1 Ernst & Young, Tax Administration without Borders, viewed on 12 July 2011, p.3; Organisation for Economic Co-operation and Development, Study into the role of Tax Intermediaries, viewed on 13 July 2011, p.75.

2 Commissioner of Taxation, Annual Report 2009-10, Australian Taxation Office, Canberra, viewed on 30 June 2011.

3 National Alternative Dispute Resolution Advisory Committee (NADRAC) website, viewed on 27 June 2011.

4 Law Society of New South Wales, Early Dispute Resolution (EDR) Task Force Report, viewed on 27 June 2011.

5 Speech: 'The Future of Litigation: Dispute Resolution in Jurassic Park?' delivered by the Hon. Robert French, Chief Justice of the High Court of Australia at the Bar Association of Queensland Annual Conference on 7 March 2009, viewed on 27 June 2011.

6 Attorney-General's Department, Encouraging Access to Justice through Alternative Dispute Resolution, Media Release 29 March 2009, viewed on 27 June 2011; Civil Dispute Resolution Act 2011 (Cth); Attorney-General's Department, Legal Services Directions 2005, viewed on 30 June 2011.

7 Law Council of Australia, 'Submission to the Senate Legal and Constitutional Affairs Committee regarding the Civil Dispute Resolution Bill 2010', viewed on 28 June 2011, p. 3.

8 Her Majesty's Revenue and Customs, Alternative Dispute Resolution Pilot, viewed on 27 June 2011; see also Ernst & Young, above n 1, p. 50.

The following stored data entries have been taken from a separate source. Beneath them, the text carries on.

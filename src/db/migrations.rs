use anyhow::Context;
use rusqlite::Connection;

/// Ordered schema migrations, compiled into the binary.
const MIGRATIONS: &[(&str, &str)] = &[
    (
        "001_collections.sql",
        include_str!("../../migrations/001_collections.sql"),
    ),
    (
        "002_seed_consultants.sql",
        include_str!("../../migrations/002_seed_consultants.sql"),
    ),
];

pub fn run_migrations(conn: &Connection) -> anyhow::Result<()> {
    conn.execute_batch(
        "CREATE TABLE IF NOT EXISTS _migrations (
            name TEXT PRIMARY KEY,
            applied_at TEXT NOT NULL DEFAULT (datetime('now'))
        );",
    )
    .context("failed to create migrations table")?;

    for (name, sql) in MIGRATIONS {
        let already_applied: bool = conn
            .query_row(
                "SELECT COUNT(*) > 0 FROM _migrations WHERE name = ?1",
                [name],
                |row| row.get(0),
            )
            .context("failed to check migration status")?;

        if already_applied {
            continue;
        }

        conn.execute_batch(sql)
            .with_context(|| format!("failed to apply migration: {name}"))?;

        conn.execute("INSERT INTO _migrations (name) VALUES (?1)", [name])
            .with_context(|| format!("failed to record migration: {name}"))?;

        tracing::info!("applied migration: {name}");
    }

    Ok(())
}

#[cfg(test)]
mod tests {
    use super::*;

    #[test]
    fn test_migrations_are_idempotent() {
        let conn = Connection::open_in_memory().unwrap();
        run_migrations(&conn).unwrap();
        run_migrations(&conn).unwrap();

        let applied: i64 = conn
            .query_row("SELECT COUNT(*) FROM _migrations", [], |row| row.get(0))
            .unwrap();
        assert_eq!(applied, MIGRATIONS.len() as i64);

        let consultants: i64 = conn
            .query_row("SELECT COUNT(*) FROM consultants", [], |row| row.get(0))
            .unwrap();
        assert_eq!(consultants, 4);
    }
}
use chrono::NaiveDate;
use serde::{Deserialize, Serialize};

#[derive(Debug, Clone, Serialize, Deserialize, PartialEq)]
pub struct Appointment {
    pub id: String,
    pub consultant_id: String,
    pub consultant_name: String,
    pub date: NaiveDate,
    pub time: String,
    pub client_name: String,
    pub client_email: String,
    pub client_phone: String,
    pub notes: Option<String>,
    pub status: AppointmentStatus,
}

/// An appointment as produced by the booking form, before an id is assigned.
#[derive(Debug, Clone, Serialize, Deserialize, PartialEq)]
pub struct AppointmentRequest {
    pub consultant_id: String,
    pub consultant_name: String,
    pub date: NaiveDate,
    pub time: String,
    pub client_name: String,
    pub client_email: String,
    pub client_phone: String,
    pub notes: Option<String>,
    pub status: AppointmentStatus,
}

impl AppointmentRequest {
    pub fn with_id(self, id: String) -> Appointment {
        Appointment {
            id,
            consultant_id: self.consultant_id,
            consultant_name: self.consultant_name,
            date: self.date,
            time: self.time,
            client_name: self.client_name,
            client_email: self.client_email,
            client_phone: self.client_phone,
            notes: self.notes,
            status: self.status,
        }
    }
}

#[derive(Debug, Clone, Copy, Serialize, Deserialize, PartialEq, Eq)]
#[serde(rename_all = "lowercase")]
pub enum AppointmentStatus {
    Pending,
    Confirmed,
    Cancelled,
}

impl AppointmentStatus {
    pub fn as_str(&self) -> &'static str {
        match self {
            AppointmentStatus::Pending => "pending",
            AppointmentStatus::Confirmed => "confirmed",
            AppointmentStatus::Cancelled => "cancelled",
        }
    }

    pub fn parse(s: &str) -> Self {
        match s {
            "confirmed" => AppointmentStatus::Confirmed,
            "cancelled" => AppointmentStatus::Cancelled,
            _ => AppointmentStatus::Pending,
        }
    }
}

9 Internal Revenue Service, Fast Track Settlements, viewed on 27 June 2011.

10 New Zealand Inland Revenue, Dispute Resolution Process, viewed on 27 June 2011.

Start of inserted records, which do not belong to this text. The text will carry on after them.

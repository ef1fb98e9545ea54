use std::sync::Mutex;

use rusqlite::Connection;
use serde::Serialize;

use crate::db::queries;
use crate::errors::AppError;
use crate::models::{Appointment, AppointmentStatus, Consultant, User};
use crate::services::functions::{AdminFunctions, DeleteUserResult};

/// Admin endpoints need a signed-in user holding the admin role.
pub fn require_admin(user: Option<User>) -> Result<User, AppError> {
    let user = user.ok_or_else(|| AppError::Unauthenticated("Please log in".to_string()))?;
    if !user.is_admin() {
        return Err(AppError::PermissionDenied("Admin access required".to_string()));
    }
    Ok(user)
}

#[derive(Debug, Clone, Serialize, PartialEq)]
pub struct DashboardStats {
    pub total_users: usize,
    pub verified_users: usize,
    pub admin_users: usize,
    pub total_consultants: usize,
    pub total_appointments: usize,
    pub pending_appointments: usize,
}

/// Snapshot of the three collections taken when the admin panel opens.
#[derive(Debug, Clone, Default, Serialize, PartialEq)]
pub struct Dashboard {
    pub users: Vec<User>,
    pub consultants: Vec<Consultant>,
    pub appointments: Vec<Appointment>,
}

impl Dashboard {
    pub fn load(conn: &Connection) -> rusqlite::Result<Self> {
        Ok(Self {
            users: queries::list_users(conn)?,
            consultants: queries::list_consultants(conn)?,
            appointments: queries::list_appointments(conn)?,
        })
    }

    pub fn stats(&self) -> DashboardStats {
        DashboardStats {
            total_users: self.users.len(),
            verified_users: self.users.iter().filter(|u| u.email_verified).count(),
            admin_users: self.users.iter().filter(|u| u.is_admin()).count(),
            total_consultants: self.consultants.len(),
            total_appointments: self.appointments.len(),
            pending_appointments: self
                .appointments
                .iter()
                .filter(|a| a.status == AppointmentStatus::Pending)
                .count(),
        }
    }

    pub fn user(&self, id: &str) -> Option<&User> {
        self.users.iter().find(|u| u.id == id)
    }

    pub fn update_user(&mut self, conn: &Connection, user: User) -> Result<(), AppError> {
        if !queries::update_user(conn, &user)? {
            return Err(AppError::NotFound(format!("user {}", user.id)));
        }
        if let Some(row) = self.users.iter_mut().find(|u| u.id == user.id) {
            *row = user;
        }
        Ok(())
    }

    pub fn update_consultant(
        &mut self,
        conn: &Connection,
        consultant: Consultant,
    ) -> Result<(), AppError> {
        if !queries::update_consultant(conn, &consultant)? {
            return Err(AppError::NotFound(format!("consultant {}", consultant.id)));
        }
        if let Some(row) = self.consultants.iter_mut().find(|c| c.id == consultant.id) {
            *row = consultant;
        }
        Ok(())
    }

    /// Marks the profile verified without involving the identity provider.
    pub fn verify_user_email(&mut self, conn: &Connection, id: &str) -> Result<(), AppError> {
        if !queries::set_email_verified(conn, id, true)? {
            return Err(AppError::NotFound(format!("user {id}")));
        }
        if let Some(row) = self.users.iter_mut().find(|u| u.id == id) {
            row.email_verified = true;
        }
        tracing::info!(uid = id, "email verified by admin");
        Ok(())
    }

    /// Removes the consultant document and its row. No privileged call is involved.
    pub fn delete_consultant(&mut self, conn: &Connection, id: &str) -> Result<(), AppError> {
        if !queries::delete_consultant(conn, id)? {
            return Err(AppError::NotFound(format!("consultant {id}")));
        }
        self.consultants.retain(|c| c.id != id);
        Ok(())
    }
}

/// Deletes a user through the privileged function. The loaded row is dropped
/// only after the function reports success.
pub async fn delete_user(
    dashboard: &Mutex<Dashboard>,
    functions: &dyn AdminFunctions,
    id: &str,
) -> Result<DeleteUserResult, AppError> {
    let email = dashboard
        .lock()
        .unwrap()
        .user(id)
        .map(|u| u.email.clone())
        .ok_or_else(|| AppError::NotFound(format!("user {id}")))?;

    let result = functions.delete_user(&email).await?;
    if !result.success {
        return Err(AppError::RemoteUnavailable(result.message));
    }

    dashboard.lock().unwrap().users.retain(|u| u.id != id);
    tracing::info!(uid = id, email = %email, "user removed from dashboard");
    Ok(result)
}
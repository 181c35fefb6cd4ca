use std::fmt::Display;

use super::{
    expressions::{
        BinaryExpr, BinaryOperator, CallExpr, Literal, MemberExpr, PrefixExpr, PrefixOperator,
        SubscriptExpr, SymbolExpr,
    },
    statements::{
        AssignmentStmt, BlockStmt, ClassDeclStmt, ExpressionStmt, FnDeclStmt, ForStmt, IfStmt,
        PrintStmt, RangeForStmt, ReturnStmt, SwitchStmt, VarDeclStmt, WhileStmt,
    },
    types::Type,
};

/// Identity of one declaration site, assigned by the type checker.
#[derive(Debug, Clone, Copy, PartialEq, Eq, PartialOrd, Ord, Hash)]
pub struct DeclId(pub u32);

/// What an identifier reference was bound to.
#[derive(Debug, Clone, PartialEq)]
pub enum Resolution {
    Declared(DeclId),
    /// Standard library binding, rendered under its native target name
    Builtin(&'static str),
}

/// Root of one compilation unit.
#[derive(Debug, Clone, PartialEq, Default)]
pub struct Program {
    pub body: Vec<Stmt>,
}

/// Statement kinds
#[derive(Debug, Clone, PartialEq)]
pub enum Stmt {
    Expression(ExpressionStmt),
    VarDecl(VarDeclStmt),
    Assignment(AssignmentStmt),
    FnDecl(FnDeclStmt),
    ClassDecl(ClassDeclStmt),
    If(IfStmt),
    While(WhileStmt),
    For(ForStmt),
    RangeFor(RangeForStmt),
    Switch(SwitchStmt),
    Break,
    Continue,
    Return(ReturnStmt),
    Print(PrintStmt),
    Block(BlockStmt),
}

/// An expression node plus the type slot filled in by the type checker.
#[derive(Debug, Clone, PartialEq)]
pub struct Expr {
    pub kind: ExprKind,
    pub ty: Option<Type>,
}

/// Expression kinds
#[derive(Debug, Clone, PartialEq)]
pub enum ExprKind {
    Literal(Literal),
    Symbol(SymbolExpr),
    Binary(BinaryExpr),
    Prefix(PrefixExpr),
    Call(CallExpr),
    Subscript(SubscriptExpr),
    Member(MemberExpr),
    Array(Vec<Expr>),
    Set(Vec<Expr>),
    Dict(Vec<(Expr, Expr)>),
    Tuple(Vec<Expr>),
}

impl Expr {
    pub fn new(kind: ExprKind) -> Self {
        Expr { kind, ty: None }
    }

    /// Returns the analyzed type, if the type checker has visited this node.
    pub fn get_type(&self) -> Option<&Type> {
        self.ty.as_ref()
    }

    pub fn integer(value: i64) -> Self {
        Expr::new(ExprKind::Literal(Literal::Integer(value)))
    }

    pub fn long(digits: &str) -> Self {
        Expr::new(ExprKind::Literal(Literal::Long(digits.to_string())))
    }

    pub fn string(value: &str) -> Self {
        Expr::new(ExprKind::Literal(Literal::String(value.to_string())))
    }

    pub fn boolean(value: bool) -> Self {
        Expr::new(ExprKind::Literal(Literal::Boolean(value)))
    }

    pub fn null() -> Self {
        Expr::new(ExprKind::Literal(Literal::Null))
    }

    pub fn symbol(name: &str) -> Self {
        Expr::new(ExprKind::Symbol(SymbolExpr::new(name)))
    }

    pub fn binary(left: Expr, operator: BinaryOperator, right: Expr) -> Self {
        Expr::new(ExprKind::Binary(BinaryExpr {
            left: Box::new(left),
            operator,
            right: Box::new(right),
        }))
    }

    pub fn prefix(operator: PrefixOperator, operand: Expr) -> Self {
        Expr::new(ExprKind::Prefix(PrefixExpr {
            operator,
            operand: Box::new(operand),
        }))
    }

    /// Short description used when an error names this expression.
    pub fn describe(&self) -> String {
        match &self.kind {
            ExprKind::Literal(_) => String::from("a literal"),
            ExprKind::Symbol(symbol) => format!("`{}`", symbol.name),
            ExprKind::Binary(binary) => format!("a `{}` expression", binary.operator),
            ExprKind::Prefix(prefix) => format!("a `{}` expression", prefix.operator),
            ExprKind::Call(_) => String::from("a call"),
            ExprKind::Subscript(_) => String::from("a subscript"),
            ExprKind::Member(member) => format!("member `{}`", member.member.name),
            ExprKind::Array(_) => String::from("an array literal"),
            ExprKind::Set(_) => String::from("a set literal"),
            ExprKind::Dict(_) => String::from("a dict literal"),
            ExprKind::Tuple(_) => String::from("a tuple literal"),
        }
    }
}

/// Type annotation as written in source, resolved by the type checker.
#[derive(Debug, Clone, PartialEq)]
pub enum TypeExpr {
    Named(String),
    Generic {
        name: String,
        arguments: Vec<TypeExpr>,
    },
    Nullable(Box<TypeExpr>),
}

impl TypeExpr {
    pub fn named(name: &str) -> Self {
        TypeExpr::Named(name.to_string())
    }

    pub fn generic(name: &str, arguments: Vec<TypeExpr>) -> Self {
        TypeExpr::Generic {
            name: name.to_string(),
            arguments,
        }
    }
}

impl Display for TypeExpr {
    fn fmt(&self, f: &mut std::fmt::Formatter<'_>) -> std::fmt::Result {
        match self {
            TypeExpr::Named(name) => write!(f, "{}", name),
            TypeExpr::Generic { name, arguments } => {
                write!(f, "{}<", name)?;
                for (i, argument) in arguments.iter().enumerate() {
                    if i > 0 {
                        write!(f, ", ")?;
                    }
                    write!(f, "{}", argument)?;
                }
                write!(f, ">")
            }
            TypeExpr::Nullable(inner) => write!(f, "{}?", inner),
        }
    }
}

11 Australian Taxation Office, Law Administration Practice Statement PS LA 2007/23 Alternative Dispute Resolution in ATO Disputes and Litigation, viewed on 28 June 2011, para. 8.

12 Australian Taxation Office, Code of Settlement Practice, viewed on 28 June 2011, para. 37.

13 Attorney-General's Department, above n. 6, Appendix B sub-paragraph 2(d).

14 Part 4 of the Act outlines those proceedings which are excluded from the operation of the Act.

15 Section 6.

16 Section 7.

17 Inspector-General of Taxation, Review into aspects of the Tax Office's settlement of active compliance activities, viewed on 30 June 2011, p. 13.

18 Inspector-General of Taxation, Review into the underlying causes and the management of objections to Tax Office decisions, viewed on 30 June 2011.